Leading a quick mindfulness exercise with students after a transition in the classroom benefits your students greatlyResearch has shown that breathing exercises reduce stress. This benefits students in endless way from better concentration, increasing creativity, increasing a student’s overall wellbeing.
Often, students might experience intense emotions, taking three deep breaths is like cooling that pot of water down. This gives students the life skill of monitoring their emotions, which is invaluable.

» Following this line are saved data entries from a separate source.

use std::cell::{Cell, RefCell};
use std::rc::Rc;

use tracing::{debug, warn};

/// Something with a release hook tied to an owner's lifetime.
pub trait Disposable {
    fn dispose(&self);
}

/// Releases registered children when its owner is torn down.
///
/// Children are disposed in reverse registration order, exactly once, either
/// by [`dispose_all`](Self::dispose_all) or on drop.
#[derive(Default)]
pub struct Disposer {
    children: RefCell<Vec<Rc<dyn Disposable>>>,
    disposed: Cell<bool>,
}

impl Disposer {
    pub fn new() -> Self {
        Self::default()
    }

    /// Tie `child` to this disposer. A child registered after disposal is
    /// released immediately.
    pub fn register(&self, child: Rc<dyn Disposable>) {
        if self.disposed.get() {
            warn!("registering with an already disposed owner; releasing child now");
            child.dispose();
            return;
        }
        self.children.borrow_mut().push(child);
    }

    pub fn dispose_all(&self) {
        if self.disposed.replace(true) {
            return;
        }
        let children = std::mem::take(&mut *self.children.borrow_mut());
        debug!(count = children.len(), "disposing children");
        for child in children.iter().rev() {
            child.dispose();
        }
    }

    pub fn is_disposed(&self) -> bool {
        self.disposed.get()
    }

    pub fn len(&self) -> usize {
        self.children.borrow().len()
    }

    pub fn is_empty(&self) -> bool {
        self.len() == 0
    }
}

impl Drop for Disposer {
    fn drop(&mut self) {
        self.dispose_all();
    }
}

#[cfg(test)]
mod tests {
    use super::*;

    struct Recorder {
        name: &'static str,
        log: Rc<RefCell<Vec<&'static str>>>,
    }

    impl Disposable for Recorder {
        fn dispose(&self) {
            self.log.borrow_mut().push(self.name);
        }
    }

    fn recorder(name: &'static str, log: &Rc<RefCell<Vec<&'static str>>>) -> Rc<dyn Disposable> {
        Rc::new(Recorder {
            name,
            log: Rc::clone(log),
        })
    }

    #[test]
    fn disposes_in_reverse_order() {
        let log = Rc::new(RefCell::new(Vec::new()));
        let disposer = Disposer::new();
        disposer.register(recorder("first", &log));
        disposer.register(recorder("second", &log));
        assert_eq!(disposer.len(), 2);

        disposer.dispose_all();
        assert_eq!(*log.borrow(), vec!["second", "first"]);
        assert!(disposer.is_empty());
    }

    #[test]
    fn dispose_all_is_idempotent_and_drop_does_not_repeat() {
        let log = Rc::new(RefCell::new(Vec::new()));
        let disposer = Disposer::new();
        disposer.register(recorder("only", &log));

        disposer.dispose_all();
        disposer.dispose_all();
        drop(disposer);
        assert_eq!(log.borrow().len(), 1);
    }

    #[test]
    fn drop_disposes_children() {
        let log = Rc::new(RefCell::new(Vec::new()));
        {
            let disposer = Disposer::new();
            disposer.register(recorder("child", &log));
        }
        assert_eq!(*log.borrow(), vec!["child"]);
    }

    #[test]
    fn late_registration_is_released_immediately() {
        let log = Rc::new(RefCell::new(Vec::new()));
        let disposer = Disposer::new();
        disposer.dispose_all();
        disposer.register(recorder("late", &log));
        assert_eq!(*log.borrow(), vec!["late"]);
        assert!(disposer.is_disposed());
    }
}
use std::cell::Cell;
use std::rc::Rc;

use pagehost_common::BridgeError;
use serde_json::Value;
use tracing::{debug, trace};

use crate::ipc::{js_call_function, js_dispatch_message};
use crate::surface::BrowserSurface;

use super::Disposable;

/// Calls named functions in the embedded page.
pub struct HostToPageBridge {
    surface: Rc<dyn BrowserSurface>,
    disposed: Cell<bool>,
}

impl HostToPageBridge {
    pub fn new(surface: Rc<dyn BrowserSurface>) -> Self {
        Self {
            surface,
            disposed: Cell::new(false),
        }
    }

    /// Invoke the page function at `function` (dotted paths allowed) with
    /// `args`. A function the page has not defined is silently skipped by the
    /// generated script.
    pub fn call_js(&self, function: &str, args: &[Value]) -> Result<(), BridgeError> {
        if self.disposed.get() {
            return Err(BridgeError::Disposed);
        }
        trace!(function, argc = args.len(), "calling page function");
        self.surface.evaluate_script(&js_call_function(function, args))?;
        Ok(())
    }

    /// Deliver a message to a callback registered with `pagehost.ipc.on`.
    pub fn send(&self, kind: &str, payload: &Value) -> Result<(), BridgeError> {
        if self.disposed.get() {
            return Err(BridgeError::Disposed);
        }
        self.surface
            .evaluate_script(&js_dispatch_message(kind, payload))?;
        Ok(())
    }

    pub fn is_disposed(&self) -> bool {
        self.disposed.get()
    }
}

impl Disposable for HostToPageBridge {
    fn dispose(&self) {
        if !self.disposed.replace(true) {
            debug!("host-to-page bridge disposed");
        }
    }
}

Aim to complete one minute of meditation in one session. The focus of meditation in a classroom setting is breathing not religious mantra or prayer. Have students complete while sitting in their chair after a transition in the school day like arriving to school or coming in from a high-energy recess session. Often children face busy schedules, have working parents that might be tired , and students themselves face incredibly high levels of stress to succeed academically.
Always “invite” and give students “the option to participate” rather than make every step mandatory because this can leave kids feeling vulnerable and uncomfortable.
- Invite students to participate in a quick one minute breathing meditation.
- Have students place feet on the floor and sit up straight in chair.
- Students can place their hands in a comfortable position like in their lap or on their thighs.
- Invite students to close their eyes. Set a timer or keep an eye on the clock to measure one minute.
- Instruct students to take a nice big breath in then out. Explain “Inhale”means take a breath in through your nose. When “exhale” let the air come back out through the nose.
- Have them take three more long breaths.
- Instruct students to scan shoulders and see if there is any tension. “Check if you are tensing your face, eyebrows, and soften the mouth”.
- Say “Release any tension in your shoulders.
- Next have them scan their arms and hands. You can be as detailed as you like. Again invite students to relax and release tension in their right arm and left arm.
- Continue with the back, legs, and feet.
- Bring student’s attention back to their breath. Have them watch their breathing.
- Guide students through inhaling nice and slow through their belly, into their ribs, and lastly up int their collar bone area.
- Then guide students to release the breath in the reverse order. First, exhale the breath out of their chest, then ribs, then their belly area.
- Have them repeat a couple more times.
- To end, they can slowly open their eyes.
Aim for one minute day and make it a routine o that your students can feel confident and comfortable in performing this unique exercise that might be different from a typical school exercise.